**Task instructions**:
Look through the material beneath and copy each line with the word "that".

**Data**:
=== Begin Enclosure ===
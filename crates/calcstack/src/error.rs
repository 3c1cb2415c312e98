//! Error types for the Kernel.

use calcstack_pipeline::{ConfigurationFault, PipelineError};
use thiserror::Error;

/// Errors that can occur during Kernel operations.
#[derive(Debug, Error)]
pub enum KernelError {
    /// Fault raised while defining or executing a calculation.
    #[error(transparent)]
    Pipeline(#[from] PipelineError),

    /// No calculation registered under this name.
    #[error("unknown calculation: {0}")]
    UnknownCalculation(String),

    /// Configuration that parses but cannot be used.
    #[error("invalid configuration: {0}")]
    Config(String),

    #[error("failed to parse configuration: {0}")]
    ConfigParse(#[from] toml::de::Error),

    #[error("io error: {0}")]
    Io(#[from] std::io::Error),
}

impl From<ConfigurationFault> for KernelError {
    fn from(fault: ConfigurationFault) -> Self {
        KernelError::Pipeline(PipelineError::Configuration(fault))
    }
}

impl KernelError {
    /// Transport status for this error.
    pub fn status(&self) -> u16 {
        match self {
            KernelError::Pipeline(e) => e.status(),
            KernelError::UnknownCalculation(_) => 404,
            _ => calcstack_pipeline::STATUS_INTERNAL,
        }
    }
}

/// Result type for Kernel operations.
pub type Result<T> = std::result::Result<T, KernelError>;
=== End Enclosure ===
**Answer**:
/// Errors that can occur during Kernel operations.
    /// Configuration that parses but cannot be used.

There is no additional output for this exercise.